Telle qu'elle est habituellement, la lumière est blanche ; mais elle peut se décomposer en rayons élémentaires dont les couleurs sont violet, indigo, bleu, vert, jaune, orangé, rouge. La réunion de toutes ces couleurs forme le blanc.

Prenez le premier morceau venu de verre taillé à facettes, et, à travers ce morceau de verre, regardez le jour d'une fenêtre ou la flamme d'une lampe. Vous verrez là les sept couleurs de la lumière blanche vous aurez ramené la lumière de la lampe à ses rayons élémentaires, en lui faisant traverser une partie du verre façonné en coin.

L'arc-en-ciel nous présente, de temps en temps, le beau spectacle des sept couleurs de la lumière, disposées en forme d'arche immense, dont les pieds touchent à terre et dont la voûte monte dans les hauteurs du ciel, Ce pont merveilleux est un jeu de lumière ; il est formé par les rayons du soleil qui se décomposent dans les gouttes de pluie, de même qu'ils se décomposent en traversant un verre à facettes.

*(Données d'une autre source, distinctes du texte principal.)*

//! Core chat primitives for persona-talk.
//!
//! This crate owns the embedded-payload codec, persona definitions, the
//! conversation session, the side-effect dispatcher and the concrete
//! collaborators (HTTP completion gateway, speech renderers, notices).

pub mod auth;
pub mod dispatch;
pub mod error;
pub mod gateway;
pub mod notice;
pub mod payload;
pub mod persona;
pub mod session;
pub mod speech;

pub use auth::StaticPrincipalProvider;
pub use dispatch::{DispatchHandle, DispatchReceipt, SideEffectDispatcher};
pub use error::{CoreError, DispatchError, SessionError};
pub use gateway::HttpCompletionGateway;
pub use notice::{Notice, NoticeBoard};
/// Embedded-payload codec entry points.
pub use payload::{DecodedReply, PayloadError, PayloadOutcome, decode, extract};
pub use persona::{Persona, PersonaKind, TUTOR_GREETING};
pub use session::{ConversationSession, SessionBuilder, TurnOutcome, TurnReply};
pub use speech::{CommandSpeechRenderer, SilentSpeechRenderer, renderer_from_config};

L'arc-en-ciel se montre à la fin d'un orage, quand le soleil reparaît. Pour le voir, il faut se trouver entre le soleil qui brille et un nuage se résolvant en pluie. Alors les rayons solaires se rendent aux gouttes de pluie tombant à une distance quelconque en face de l'observateur, s'y décomposent en leurs éléments colorés, s'y réfléchissent et reviennent à l'observateur revêtus de splendeurs nouvelles par cette décomposition. L'arc-en-ciel ne peul être vu de toutes les positions indifféremment. En le contemplant, le désir ne vous est-il jamais venu d'accourir, pour l'observer de plus près, là où sa base paraît reposer sur le sol ?

CLAIRE. — Un jour je le voyais tout près, et j'aurais bien voulu me rendre au pied du magnifique pont pour bien voir comment il est fait. La crainte de la pluie m'en empêcha.

AURORE. — Si vous obéissez un jour à ce désir, une déception vous attend. Quand vous arriverez sur les lieux où vous le voyiez d'abord, l'arc-en-ciel n'y sera plus ; vous ne trouverez qu'une fumée grise, pluvieuse. L'arc-en-ciel n'y sera plus et il y aura cependant tout ce qu'il faut pour le former, rayons de soleil et chute de gouttes de pluie ; mais vous ne pourrez plus le voir parce que vous ne serez pas à la place voulue.

Pour le voir, il faut de toute nécessité se trouver entre le soleil et le nuage pluvieux. L'arc-en-ciel apparaît alors de telle sorte que le soleil, la tête de l'observateur et le centre du cercle dont cet arc fait partie se trouvent exactement sur une même ligne droite. C'est vous dire que divers observateurs étant éloignés l'un de l'autre et placés dans des conditions favorables, chacun d'eux voit un arc-en-ciel différent, invisible pour les autres.

MARIE. — Pour voir l'arc-en-ciel, dites-vous, il faut absolument avoir derrière soi le soleil, et la pluie devant. Alors ceux qui se trouvent à côté du nuage pluvieux, ou sous le nuage même, ou par delà, ne le voient pas ?

AURORE. — En aucune manière. L'arc-en-ciel, pour se montrer, exige un point de vue particulier ; hors de ce point de vue, le superbe pont de lumière n'existe plus. Les couleurs de l'arc-en-ciel sont les sept couleurs de la lumière blanche. Le rouge est au dehors de l'arc le violet, à l'intérieur. Quelquefois l'arc est double. Le second arc, placé en dehors du premier, est plus faible, et ses couleurs sont disposées dans un ordre inverse le rouge en dedans, le violet en dehors.

AUGUSTINE. — On dit que l'arc-en-ciel annonce la fin de la pluie.

AURORE. — La pluie cesse, en effet, habituellement lorsque l'arc-en-ciel se montre. Et il ne peut en être autrement, puisque l'apparition de l'arc lumineux n'a lieu qu'à la condition expresse que le soleil brille. Il est tout clair que si le soleil luit au moins dans une partie du ciel, la pluie s'en va plus loin et l'orage touche à sa fin pour le point où l'on est.

On peut aisément se convaincre par l'expérience que l'arc-en-ciel est réellement produit par les gouttes de pluie, qui renvoient la lumière solaire vers l'observateur après l'avoir décomposée. Il suffit de tourner le dos au soleil et de se mettre en face d'un jet d'eau ou d'une cascade retombant en pluie fine. Immédiatement on voit apparaître un arc plus ou moins complet, avec les sept teintes de la lumière.